Monday, March 5, 2007

fill the void
with hollow sound
cut the noise
to higher ground
open black
below the mound
misery
all soul did shone
flailing new
the tangled limbs
four against
the monkey tin
and paling
proper print
grin
only me
within it lied

Sunday, March 4, 2007

out of reason
out of
touch
out of
reason
touch
sigh away
just sigh away
hhmph
sigh away
just
hhmph
fill the void
with hollow sound
cut the noise
to higher ground
open black
below the mound
misery
all soul did shone
flailing now
the tangled limbs
four against
the monkey tin
and paling of
proper print grin
only me
within it lied

can you live your life without me -Garbage

I want so desperately to read something worth it. Not some misogynistic poor American-in-France pseudo-writer's work with an introduction that argues that he really wasn't a misogynist, but rather was abused why women. The author of the introduction supports this claim with an excerpt from the text, in which Miller or his protagonist refers to a character that was more misogynistic than he was as a "foetus". If I'd used supporting details like that in my most recent English class, you can bet I still would have gotten an A. But still is where my mind can't sit. All around me are the dancing jeering flashes of the undone, once they were negative, as I came. And still, it bothers me so how she mocks him. Through swigs of Fosters, she mocks him. And if you confront her, she says you simply do not understand. Pity Pity.
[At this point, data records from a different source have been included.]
//! Error types for the pegged token contract

use cosmwasm_std::{StdError, Uint128};
use thiserror::Error;

#[derive(Error, Debug, PartialEq)]
pub enum ContractError {
    #[error("{0}")]
    Std(#[from] StdError),

    /// Base-ledger failures (allowances, balances) propagate unchanged
    #[error("{0}")]
    Base(#[from] cw20_base::ContractError),

    // ========================================================================
    // Authorization Errors
    // ========================================================================

    #[error("Unauthorized: only owner can perform this action")]
    Unauthorized,

    #[error("Missing role {role} for {account}")]
    MissingRole { account: String, role: String },

    #[error("Unauthorized: only the canonical gateway can perform this action")]
    OnlyGateway,

    #[error("Unauthorized: only pending owner can accept")]
    UnauthorizedPendingOwner,

    // ========================================================================
    // Capacity Ledger Errors
    // ========================================================================

    #[error("Supply cap exceeded for bridge {bridge}: cap {cap}, issued {issued}, requested {requested}")]
    SupplyCapExceeded {
        bridge: String,
        cap: Uint128,
        issued: Uint128,
        requested: Uint128,
    },

    #[error("Burn exceeds issued supply for bridge {bridge}: issued {issued}, requested {requested}")]
    BurnExceedsIssued {
        bridge: String,
        issued: Uint128,
        requested: Uint128,
    },

    // ========================================================================
    // Validation Errors
    // ========================================================================

    #[error("Zero address not allowed for {field}")]
    ZeroAddress { field: String },

    #[error("Invalid deposit data: {reason}")]
    InvalidDepositData { reason: String },

    // ========================================================================
    // Ownership Transfer Errors
    // ========================================================================

    #[error("No pending ownership transfer")]
    NoPendingOwner,

    #[error("Timelock not expired: {remaining_seconds} seconds remaining")]
    TimelockNotExpired { remaining_seconds: u64 },
}
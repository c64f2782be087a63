//! State definitions for the pegged token contract
//!
//! Base balances, allowances and token metadata live in cw20-base's storage;
//! this module holds only the bridge-authorization state layered on top.

use cosmwasm_schema::cw_serde;
use cosmwasm_std::{Addr, Timestamp, Uint128};
use cw_storage_plus::{Item, Map};

// ============================================================================
// Core Structures
// ============================================================================

/// Per-bridge supply accounting for the generic pathway
#[cw_serde]
#[derive(Default)]
pub struct BridgeSupply {
    /// Ceiling on this bridge's net issuance
    pub cap: Uint128,
    /// Amount minted minus amount redeemed by this bridge
    pub issued: Uint128,
}

impl BridgeSupply {
    /// A record takes part in redemption accounting once it has a cap or
    /// outstanding issuance; plain holders never grow an active record.
    pub fn is_active(&self) -> bool {
        !self.cap.is_zero() || !self.issued.is_zero()
    }
}

/// The two canonical bridge identities, set once at instantiation
#[cw_serde]
pub struct CanonicalBridges {
    /// Child-chain manager; deposits through the role table
    pub child_chain_manager: Addr,
    /// Gateway; sole caller of the bridge mint/burn pathway
    pub gateway: Addr,
}

/// Pending ownership transfer proposal
#[cw_serde]
pub struct PendingOwner {
    /// Proposed new owner address
    pub new_address: Addr,
    /// Block time from which the transfer can be accepted
    pub execute_after: Timestamp,
}

// ============================================================================
// Constants
// ============================================================================

/// Contract name for cw2 migration info
pub const CONTRACT_NAME: &str = "crates.io:peg-token";

/// Contract version for cw2 migration info
pub const CONTRACT_VERSION: &str = env!("CARGO_PKG_VERSION");

/// Role gating the canonical child-chain deposit pathway
pub const DEPOSITOR_ROLE: &str = "depositor";

/// 7 days in seconds for the ownership transfer timelock
pub const OWNER_TIMELOCK_DURATION: u64 = 604_800;

// ============================================================================
// Storage
// ============================================================================

/// Contract owner (cap and role administration)
pub const OWNER: Item<Addr> = Item::new("owner");

/// Pending ownership transfer (if any)
pub const PENDING_OWNER: Item<PendingOwner> = Item::new("pending_owner");

/// Origin-network address of the pegged asset (0x-prefixed hex, write-once)
pub const ORIGIN_TOKEN: Item<String> = Item::new("origin_token");

/// Canonical bridge identities (write-once)
pub const CANONICAL_BRIDGES: Item<CanonicalBridges> = Item::new("canonical_bridges");

/// Per-bridge supply records; created on first cap assignment, never deleted
/// Key: bridge address, Value: BridgeSupply
pub const BRIDGES: Map<&Addr, BridgeSupply> = Map::new("bridges");

/// Role grants
/// Key: (role, account), Value: whether granted
pub const ROLES: Map<(&str, &Addr), bool> = Map::new("roles");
But I guess I'm getting better at it. At not expressing. Plastic tree chunk woman. Wouldn't they love you. If you were beautiful like them. And all the while. Drugs unspoken yet spoke above. Between girls of young in, not only public places, but their own places of employment. Once again, the world does not give a fuck. Once again, I feel shitty. Once again, I will not say. While the whole dilapidated skulduggeried earth rots its fucking green pasture exterior away. I used to believe in dates, in the power of time, but fortunately or unfortunately, my concept of time is something that I've lost. Or maybe I realized that it wasn't real, constructed, and through this realization, I just don't give a fuck. I hardly understand why I am so nervous. Unable to concentrate. Diagnose me with Adult ADHD and pop me full of Ritalin. Or better yet, Adder all. Percocets. Oxycontin. Cocaine. Gallons and gallons of cheap alcohol. And all else that is pain-numbing, reality-killing. All else that is a facade. The same name as that club in Nyack where the loose women and even looser men congregate to get off so that they can't get on the train of reality. I would like to obtain a copy of No Exit and reread it with my twenty-one year old mental prowess. haha. mental prowess. I just proved myself wrong, as I'm sure that is the incorrect usage of the that phrase. I'm sick of being paranoid. Of keeping myself up nights. Of Working the life out of myself and having to pretend that everything is o fucking kay. When it isn't. It isn't at all.